Task item: Look below for the lines from the one with "impl std::error::Error for" to the one with "let items: Vec<T>", and copy exactly those lines, both ends included.

Dataset entries:
BEGIN

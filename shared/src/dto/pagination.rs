//! Paginated list envelope shared by every admin list endpoint.
//!
//! The backend names the item array after the resource (`users`, `deposits`,
//! `logs`, ...). [`Paginated::from_value`] accepts either that key or a plain
//! `items` key, and derives `pages` from `total` when the server omits it.

use serde::de::DeserializeOwned;
use serde::{Deserialize, Serialize};
use serde_json::Value;

/// Default page size used by the console list pages
pub const DEFAULT_PAGE_SIZE: u32 = 20;

/// One page of a server-side list
#[derive(Debug, Clone, Serialize, Deserialize, PartialEq)]
pub struct Paginated<T> {
    pub items: Vec<T>,
    /// 1-indexed page number
    pub page: u32,
    /// Total page count (0 when the result set is empty)
    pub pages: u32,
    pub total: Option<u64>,
}

impl<T> Default for Paginated<T> {
    fn default() -> Self {
        Self {
            items: Vec::new(),
            page: 1,
            pages: 0,
            total: None,
        }
    }
}

/// Why a list payload could not be read as an envelope
#[derive(Debug, Clone, PartialEq, Eq)]
pub enum EnvelopeError {
    NotAnObject,
    MissingItems(&'static str),
    InvalidItems(String),
    MissingPageCount,
}

impl std::fmt::Display for EnvelopeError {
    fn fmt(&self, f: &mut std::fmt::Formatter<'_>) -> std::fmt::Result {
        match self {
            EnvelopeError::NotAnObject => write!(f, "list response is not a JSON object"),
            EnvelopeError::MissingItems(key) => {
                write!(f, "list response has neither `{}` nor `items`", key)
            }
            EnvelopeError::InvalidItems(e) => write!(f, "list items are malformed: {}", e),
            EnvelopeError::MissingPageCount => {
                write!(f, "list response has neither `pages` nor `total`")
            }
        }
    }
}

impl std::error::Error for EnvelopeError {}

impl<T: DeserializeOwned> Paginated<T> {
    /// Read an envelope whose item array lives under `items_key`.
    ///
    /// `limit` is the page size that was requested; it is only used to derive
    /// the page count when the server reports `total` without `pages`.
    pub fn from_value(value: Value, items_key: &'static str, limit: u32) -> Result<Self, EnvelopeError> {
        let Value::Object(mut map) = value else {
            return Err(EnvelopeError::NotAnObject);
        };

        let raw_items = map
            .remove(items_key)
            .or_else(|| map.remove("items"))
            .ok_or(EnvelopeError::MissingItems(items_key))?;
        let items: Vec<T> = serde_json::from_value(raw_items)
            .map_err(|e| EnvelopeError::InvalidItems(e.to_string()))?;

        let total = map.get("total").and_then(Value::as_u64);
        let pages = match map.get("pages").and_then(Value::as_u64) {
            Some(pages) => u32::try_from(pages).unwrap_or(u32::MAX),
            None => match total {
                Some(total) => page_count(total, limit),
                None => return Err(EnvelopeError::MissingPageCount),
            },
        };
        let page = map
            .get("page")
            .and_then(Value::as_u64)
            .and_then(|p| u32::try_from(p).ok())
            .filter(|p| *p >= 1)
            .unwrap_or(1);

        Ok(Self {
            items,
            page,
            pages,
            total,
        })
    }
}

/// `ceil(total / limit)`; a zero limit is treated as one item per page
pub fn page_count(total: u64, limit: u32) -> u32 {
    let limit = u64::from(limit.max(1));
    let pages = total.div_ceil(limit);
    u32::try_from(pages).unwrap_or(u32::MAX)
}

/// Clamp a requested page into `[1, max(total_pages, 1)]`
pub fn clamp_page(page: u32, total_pages: u32) -> u32 {
    page.clamp(1, total_pages.max(1))
}

/// Filters that know how to render themselves as ordered query pairs.
///
/// `None` values are skipped by the implementors, so the pairs returned are
/// exactly what goes on the wire.
pub trait QueryParams {
    fn query_pairs(&self) -> Vec<(&'static str, String)>;
}

/// Push `key=value` only when the option is set
pub fn push_opt<V: ToString>(pairs: &mut Vec<(&'static str, String)>, key: &'static str, value: Option<V>) {
    if let Some(value) = value {
        pairs.push((key, value.to_string()));
    }
}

END

Response for this exercise:
impl std::error::Error for EnvelopeError {}

impl<T: DeserializeOwned> Paginated<T> {
    /// Read an envelope whose item array lives under `items_key`.
    ///
    /// `limit` is the page size that was requested; it is only used to derive
    /// the page count when the server reports `total` without `pages`.
    pub fn from_value(value: Value, items_key: &'static str, limit: u32) -> Result<Self, EnvelopeError> {
        let Value::Object(mut map) = value else {
            return Err(EnvelopeError::NotAnObject);
        };

        let raw_items = map
            .remove(items_key)
            .or_else(|| map.remove("items"))
            .ok_or(EnvelopeError::MissingItems(items_key))?;
        let items: Vec<T> = serde_json::from_value(raw_items)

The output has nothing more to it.